Friday, August 7, 2009

Finding Humanity from Inhumanity

Where were you when planes hit the twin towers on 9/11? I bet you know exactly where you were standing, who was with you at the time, and what was the first thing you did afterwards. Did you run to a television, call your family, cry? Shortly thereafter, the American public began to learn of the sea of humanity that arises amongst the ashes. Stories of real people giving of their time to feed the rescuers, philanthropists funding the families, etc.

This past Tuesday, August 4Th, an insane man (unmentioned by name on purpose) entered the aerobics studio of a suburban Pittsburgh fitness center, and decided to seek revenge for his sad existence, by shooting and killing innocent woman. Moments after the last bullet rang out, the news began to spread, so that within minutes, practically every person in the city was aware of this tragedy.

We are starting to hear about the sea of humanity that is born out of this tragedy. I for one would much rather read about these loving and caring people who rise up to give, than about the miserable life of the killer who empowered himself to take away beautiful souls. Here is one that comes directly from my company, American Expediting, that we need to publish.

As one of the largest couriers in Pittsburgh, with a core part of our business serving the local blood banks, we know our way around an emergency.

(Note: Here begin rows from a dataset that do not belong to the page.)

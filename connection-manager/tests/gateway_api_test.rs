// Integration tests for the /api/system/v1 connection endpoints

use axum::{
    body::Body,
    http::{Request, StatusCode},
    Router,
};
use connection_manager::api::{create_router, ApiState};
use connection_manager::notifier::RecordingPublisher;
use connection_manager::{AdapterCatalog, AdapterSettings, ConnectionRegistry, RetryLimits, WebLoginState};
use serde_json::{json, Value};
use std::collections::HashMap;
use std::sync::Arc;
use sysgate::auth::CallerDirectory;
use sysgate::config::{AuthConfig, WebLoginConfig};
use tower::ServiceExt;

struct TestApp {
    router: Router,
    publisher: Arc<RecordingPublisher>,
}

fn create_test_app(auth: AuthConfig) -> TestApp {
    let publisher = Arc::new(RecordingPublisher::new());
    let registry = Arc::new(ConnectionRegistry::new(
        AdapterCatalog::builtin(&AdapterSettings::default()),
        publisher.clone(),
        RetryLimits::default(),
        "https://gateway.example.com",
    ));

    let state = ApiState {
        registry: Arc::clone(&registry),
        callers: Arc::new(CallerDirectory::new(&auth)),
    };
    let weblogin = WebLoginState::new(registry, &WebLoginConfig::default()).unwrap();

    TestApp {
        router: create_router(state, weblogin),
        publisher,
    }
}

fn auth_enabled() -> AuthConfig {
    AuthConfig {
        enabled: true,
        tokens: HashMap::from([
            ("tok-alice".to_string(), "alice".to_string()),
            ("tok-bob".to_string(), "bob".to_string()),
            ("tok-root".to_string(), "root".to_string()),
        ]),
        admin_users: vec!["root".to_string()],
    }
}

fn request(method: &str, uri: &str, token: Option<&str>, body: Option<Value>) -> Request<Body> {
    let mut builder = Request::builder().method(method).uri(uri);
    if let Some(token) = token {
        builder = builder.header("authorization", format!("Bearer {}", token));
    }
    match body {
        Some(body) => builder
            .header("content-type", "application/json")
            .body(Body::from(body.to_string()))
            .unwrap(),
        None => builder.body(Body::empty()).unwrap(),
    }
}

async fn send(app: &TestApp, request: Request<Body>) -> (StatusCode, Value) {
    let response = app.router.clone().oneshot(request).await.unwrap();
    let status = response.status();
    let body = axum::body::to_bytes(response.into_body(), usize::MAX)
        .await
        .unwrap();
    let value = if body.is_empty() {
        Value::Null
    } else {
        serde_json::from_slice(&body).unwrap_or(Value::String(String::from_utf8_lossy(&body).to_string()))
    };
    (status, value)
}

fn connect_local() -> Option<Value> {
    Some(json!({"systemCode": "LOCAL"}))
}

/// GET /adapters lists the three built-in backends with their schemas.
#[tokio::test]
async fn test_list_adapters() {
    let app = create_test_app(AuthConfig::default());

    let (status, body) = send(&app, request("GET", "/api/system/v1/adapters", None, None)).await;

    assert_eq!(status, StatusCode::OK);
    let codes: Vec<&str> = body
        .as_array()
        .unwrap()
        .iter()
        .map(|a| a["code"].as_str().unwrap())
        .collect();
    assert_eq!(codes, vec!["LOCAL", "IBKR", "TS"]);

    let (status, body) = send(&app, request("GET", "/api/system/v1/adapters/NOPE", None, None)).await;
    assert_eq!(status, StatusCode::NOT_FOUND);
    assert_eq!(body["error"], "System not found: NOPE");
}

/// PUT on LOCAL connects at once, GET lists the connection.
#[tokio::test]
async fn test_connect_local_and_list() {
    let app = create_test_app(AuthConfig::default());

    let (status, body) = send(&app, request("PUT", "/api/system/v1/connections/main", None, connect_local())).await;
    assert_eq!(status, StatusCode::OK);
    assert_eq!(body["status"], "connected");
    assert_eq!(body["action"], "none");

    let (status, body) = send(&app, request("GET", "/api/system/v1/connections", None, None)).await;
    assert_eq!(status, StatusCode::OK);
    let list = body.as_array().unwrap();
    assert_eq!(list.len(), 1);
    assert_eq!(list[0]["username"], "default");
    assert_eq!(list[0]["connectionCode"], "main");
    assert_eq!(list[0]["systemCode"], "LOCAL");
    assert_eq!(list[0]["status"], "connected");

    // Connecting again is a no-op
    let (_, body) = send(&app, request("PUT", "/api/system/v1/connections/main", None, connect_local())).await;
    assert_eq!(body["message"], "Already connected");

    let changes = app.publisher.changes();
    assert_eq!(changes.len(), 1);
    assert_eq!(changes[0].system_code, "LOCAL");
}

/// DELETE disconnects; services then answer 409.
#[tokio::test]
async fn test_disconnect_then_service_not_connected() {
    let app = create_test_app(AuthConfig::default());
    send(&app, request("PUT", "/api/system/v1/connections/main", None, connect_local())).await;

    let (status, _) = send(&app, request("DELETE", "/api/system/v1/connections/main", None, None)).await;
    assert_eq!(status, StatusCode::NO_CONTENT);

    let (status, body) = send(&app, request("GET", "/api/system/v1/connections/main/accounts", None, None)).await;
    assert_eq!(status, StatusCode::CONFLICT);
    assert_eq!(body["error"], "Connection 'main' is not connected");
}

#[tokio::test]
async fn test_unknown_system_and_connection() {
    let app = create_test_app(AuthConfig::default());

    let (status, body) = send(
        &app,
        request("PUT", "/api/system/v1/connections/main", None, Some(json!({"systemCode": "NOPE"}))),
    )
    .await;
    assert_eq!(status, StatusCode::NOT_FOUND);
    assert_eq!(body["error"], "System not found: NOPE");

    let (status, _) = send(&app, request("DELETE", "/api/system/v1/connections/ghost", None, None)).await;
    assert_eq!(status, StatusCode::NOT_FOUND);
}

/// Missing mandatory connect parameters are rejected before any backend call.
#[tokio::test]
async fn test_invalid_parameters() {
    let app = create_test_app(AuthConfig::default());

    let (status, body) = send(
        &app,
        request("PUT", "/api/system/v1/connections/ts", None, Some(json!({"systemCode": "TS"}))),
    )
    .await;
    assert_eq!(status, StatusCode::BAD_REQUEST);
    assert!(body["error"].as_str().unwrap().contains("missing mandatory parameter"));

    let (status, _) = send(
        &app,
        request(
            "PUT",
            "/api/system/v1/connections/ib",
            None,
            Some(json!({"systemCode": "IBKR", "configParams": {"apiUrl": 42}})),
        ),
    )
    .await;
    assert_eq!(status, StatusCode::BAD_REQUEST);

    // Nothing was registered
    let (_, body) = send(&app, request("GET", "/api/system/v1/connections", None, None)).await;
    assert_eq!(body, json!([]));
}

/// LOCAL has no remote services.
#[tokio::test]
async fn test_service_not_supported_by_local() {
    let app = create_test_app(AuthConfig::default());
    send(&app, request("PUT", "/api/system/v1/connections/main", None, connect_local())).await;

    let (status, body) = send(&app, request("GET", "/api/system/v1/connections/main/roots?filter=ES", None, None)).await;
    assert_eq!(status, StatusCode::NOT_IMPLEMENTED);
    assert!(body["error"].as_str().unwrap().contains("Local system"));

    let (status, _) = send(
        &app,
        request("GET", "/api/system/v1/connections/main/bars/ESZ4?date=20241201", None, None),
    )
    .await;
    assert_eq!(status, StatusCode::NOT_IMPLEMENTED);
}

#[tokio::test]
async fn test_bad_bar_date() {
    let app = create_test_app(AuthConfig::default());
    send(&app, request("PUT", "/api/system/v1/connections/main", None, connect_local())).await;

    let (status, body) = send(
        &app,
        request("GET", "/api/system/v1/connections/main/bars/ESZ4?date=2024-12-01", None, None),
    )
    .await;
    assert_eq!(status, StatusCode::BAD_REQUEST);
    assert!(body["error"].as_str().unwrap().contains("YYYYMMDD"));
}

/// IBKR needs a browser login: the caller gets the gateway's web-login link.
#[tokio::test]
async fn test_connect_ibkr_returns_web_login_url() {
    let app = create_test_app(AuthConfig::default());

    let (status, body) = send(
        &app,
        request("PUT", "/api/system/v1/connections/ib", None, Some(json!({"systemCode": "IBKR"}))),
    )
    .await;
    assert_eq!(status, StatusCode::OK);
    assert_eq!(body["status"], "connecting");
    assert_eq!(body["action"], "open-url");

    let url = body["message"].as_str().unwrap();
    assert!(url.starts_with("https://gateway.example.com/api/system/v1/weblogin/"));
    assert!(url.ends_with("/login"));

    let (_, body) = send(&app, request("GET", "/api/system/v1/connections", None, None)).await;
    assert_eq!(body[0]["status"], "connecting");
}

#[tokio::test]
async fn test_auth_required() {
    let app = create_test_app(auth_enabled());

    let (status, body) = send(&app, request("GET", "/api/system/v1/connections", None, None)).await;
    assert_eq!(status, StatusCode::UNAUTHORIZED);
    assert_eq!(body["error"], "Authorization token not provided");

    let (status, _) = send(&app, request("GET", "/api/system/v1/connections", Some("nope"), None)).await;
    assert_eq!(status, StatusCode::UNAUTHORIZED);

    // The adapter catalog is public
    let (status, _) = send(&app, request("GET", "/api/system/v1/adapters", None, None)).await;
    assert_eq!(status, StatusCode::OK);
}

/// Connections are per user; only admins may act for another owner.
#[tokio::test]
async fn test_owner_isolation() {
    let app = create_test_app(auth_enabled());
    send(&app, request("PUT", "/api/system/v1/connections/main", Some("tok-alice"), connect_local())).await;

    let (_, body) = send(&app, request("GET", "/api/system/v1/connections", Some("tok-bob"), None)).await;
    assert_eq!(body, json!([]));

    let (status, _) = send(
        &app,
        request("GET", "/api/system/v1/connections/main/accounts?owner=alice", Some("tok-bob"), None),
    )
    .await;
    assert_eq!(status, StatusCode::FORBIDDEN);

    // Admin passes the ownership check and reaches the adapter
    let (status, _) = send(
        &app,
        request("GET", "/api/system/v1/connections/main/accounts?owner=alice", Some("tok-root"), None),
    )
    .await;
    assert_eq!(status, StatusCode::NOT_IMPLEMENTED);

    let (status, _) = send(&app, request("GET", "/api/system/v1/connections/main/accounts", Some("tok-bob"), None)).await;
    assert_eq!(status, StatusCode::NOT_FOUND);
}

When the news hit on Tuesday night, three individual drivers from our company volunteered to transport blood to the local hospital receiving the injured victims. Knowing that the hospital probably didn't inventory the needed supply of any one blood type, and that time was critical, they jumped into their cars without hesitation. Mark Roberts, Mark Kotarides, and Richard Bailey were not working at the time, but knew that they could possibly make a difference. While driving, they called into dispatch, and asked where to go to volunteer their services.

I for one am proud of these gentleman. Of their instinct to give to others, and their hearts of gold. We will never know if they were part of saving lives, but we do know that they put the concern for others in front of their own, and that these are the type of people we should be reading about. If it wouldn't be too much to ask, next time you see them making a delivery, shake their hand, and thank them for showing their Humanity.

1 comment:

  1. Nice post. This was a very sad day in Pittsburgh, but you are correct that many positive things surfaced. The sense of tragedy did pulled the community together. I was proud to read about about your team members that sprung into action. These are true heroes!